Our society lauds the sculpted body, especially those that used to be obese, the “ripped again”. They star in late-night advertisements, adorn the walls of the local gym, and their selfies dominate our social media feeds. In heralding them as models of human spirit we ignore the reality: these people have a problem with exercise, which we ought discourage through “fit-shaming”.
Now, if your bizarrely toned body is in aid of a physical job or your love of sports, great. If you’re trying be a bit healthier rather than a Spartan specimen of human perfection, all the best.
However, if you want to have rock hard abs and gigantic arms, just because, you’re a weirdo.
People do not just get ripped. It requires extraordinary commitment. You have to build the muscles with regular weight lifting. Then you have to drop the fat with extreme cardio (possibly an hour a day) and a serious low calorie diet (no sugar, no beer, no fun).
Spending endless hours exercising in a world with so many amazing books to read, art to see, natural wonders to absorb, people to meet, and delicacies to try is not a sign of health but rather a sign of sickness.
About now the ripped people (if they even had time in between work outs to read this far) are objecting: but being strong is useful! This is true. Being strong can be useful. Strong quads means we can stand-up, a core means we can hold ourselves upright. But I’ve never heard any medical practitioner equate being ripped as necessary to good health.

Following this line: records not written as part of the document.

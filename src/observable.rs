//! Observable value cell backing the view state.
//!
//! Two ways to observe:
//! - [`Observable::subscribe`] registers a callback that is invoked with the
//!   current value immediately and then synchronously on every change, before
//!   the mutating [`Observable::set`] returns.
//! - [`Observable::watch`] hands out a `tokio::sync::watch` receiver for async
//!   consumers that only care about the latest value.
//!
//! Setting a value equal to the current one is a no-op, so observers never
//! see the same value twice in a row.
//!
//! Updates and fan-out are serialized per cell: a listener must not call
//! `set` or `subscribe` on the cell that is notifying it. A panicking
//! listener is logged and skipped; the remaining listeners are still called.

use std::panic::{catch_unwind, AssertUnwindSafe};
use std::sync::atomic::{AtomicU64, Ordering};
use std::sync::{Arc, Mutex};
use tokio::sync::watch;
use tracing::error;

type Listener<T> = Arc<dyn Fn(&T) + Send + Sync>;

#[derive(Debug, Clone, Copy, PartialEq, Eq, Hash)]
pub struct SubscriptionId(u64);

pub struct Observable<T> {
    value: watch::Sender<T>,
    listeners: Mutex<Vec<(SubscriptionId, Listener<T>)>>,
    // Held across value update plus fan-out, and across registration plus the
    // first call, so every listener sees changes in order.
    notify: Mutex<()>,
    next_id: AtomicU64,
}

impl<T> Observable<T>
where
    T: Clone + PartialEq + Send + Sync + 'static,
{
    pub fn new(initial: T) -> Self {
        let (value, _) = watch::channel(initial);
        Self {
            value,
            listeners: Mutex::new(Vec::new()),
            notify: Mutex::new(()),
            next_id: AtomicU64::new(0),
        }
    }

    pub fn get(&self) -> T {
        self.value.borrow().clone()
    }

    /// Stores `next` and notifies every listener. Returns false when the value
    /// was unchanged and nobody was notified.
    pub fn set(&self, next: T) -> bool {
        let _notify = lock(&self.notify);
        let changed = self.value.send_if_modified(|current| {
            if *current == next {
                false
            } else {
                *current = next.clone();
                true
            }
        });
        if !changed {
            return false;
        }
        // Snapshot so listeners may unsubscribe while being notified.
        let listeners: Vec<Listener<T>> = lock(&self.listeners)
            .iter()
            .map(|(_, listener)| listener.clone())
            .collect();
        for listener in listeners {
            if catch_unwind(AssertUnwindSafe(|| listener(&next))).is_err() {
                error!("Observable listener panicked; continuing fan-out");
            }
        }
        true
    }

    pub fn subscribe<F>(&self, listener: F) -> SubscriptionId
    where
        F: Fn(&T) + Send + Sync + 'static,
    {
        let id = SubscriptionId(self.next_id.fetch_add(1, Ordering::Relaxed));
        let listener: Listener<T> = Arc::new(listener);
        let _notify = lock(&self.notify);
        lock(&self.listeners).push((id, listener.clone()));
        listener(&self.get());
        id
    }

    pub fn unsubscribe(&self, id: SubscriptionId) -> bool {
        let mut listeners = lock(&self.listeners);
        let before = listeners.len();
        listeners.retain(|(existing, _)| *existing != id);
        listeners.len() != before
    }

    pub fn watch(&self) -> watch::Receiver<T> {
        self.value.subscribe()
    }
}

impl<T> std::fmt::Debug for Observable<T>
where
    T: std::fmt::Debug,
{
    fn fmt(&self, f: &mut std::fmt::Formatter<'_>) -> std::fmt::Result {
        f.debug_struct("Observable")
            .field("value", &*self.value.borrow())
            .finish_non_exhaustive()
    }
}

// Poisoning only means a listener panicked; the guarded data is still valid.
fn lock<V>(mutex: &Mutex<V>) -> std::sync::MutexGuard<'_, V> {
    mutex.lock().unwrap_or_else(|poisoned| poisoned.into_inner())
}
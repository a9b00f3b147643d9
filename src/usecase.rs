//! Single-action wrappers over the repository. They hold no logic of their
//! own; the view-state holder depends on these rather than on the repository
//! so each action can be faked on its own in tests.

use crate::error::MovieError;
use crate::models::{Movie, MoviesResponse};
use crate::repository::MovieRepository;
use std::sync::Arc;

#[derive(Clone)]
pub struct GetPopularMovies {
    repository: Arc<dyn MovieRepository>,
}

impl GetPopularMovies {
    pub fn new(repository: Arc<dyn MovieRepository>) -> Self {
        Self { repository }
    }

    pub async fn execute(&self, page: i32) -> Result<MoviesResponse, MovieError> {
        self.repository.popular_movies(page).await
    }
}

#[derive(Clone)]
pub struct SearchMovies {
    repository: Arc<dyn MovieRepository>,
}

impl SearchMovies {
    pub fn new(repository: Arc<dyn MovieRepository>) -> Self {
        Self { repository }
    }

    pub async fn execute(&self, query: &str, page: i32) -> Result<MoviesResponse, MovieError> {
        self.repository.search_movies(query, page).await
    }
}

#[derive(Clone)]
pub struct GetMovieDetails {
    repository: Arc<dyn MovieRepository>,
}

impl GetMovieDetails {
    pub fn new(repository: Arc<dyn MovieRepository>) -> Self {
        Self { repository }
    }

    pub async fn execute(&self, id: i32) -> Result<Movie, MovieError> {
        self.repository.movie_details(id).await
    }
}
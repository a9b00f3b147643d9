pub mod browse;
pub mod config;
pub mod error;
pub mod http;
pub mod models;
pub mod observable;
pub mod repository;
pub mod tmdb;
pub mod usecase;
pub mod viewmodel;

I’m sure you can do incredible things, like lifting furniture above your head, which might be useful if someone ever challenges you to a furniture lifting competition. I’m sure you can plank for hours, which will come in handy when your family needs a park bench in a pinch. But lets face it, your high definition six-pack and associated extras are mainly fashion accessories.
It would be remiss of me to omit one of the main uses of abs: scoring with the opposite sex. For men and women fit and healthy people are attractive.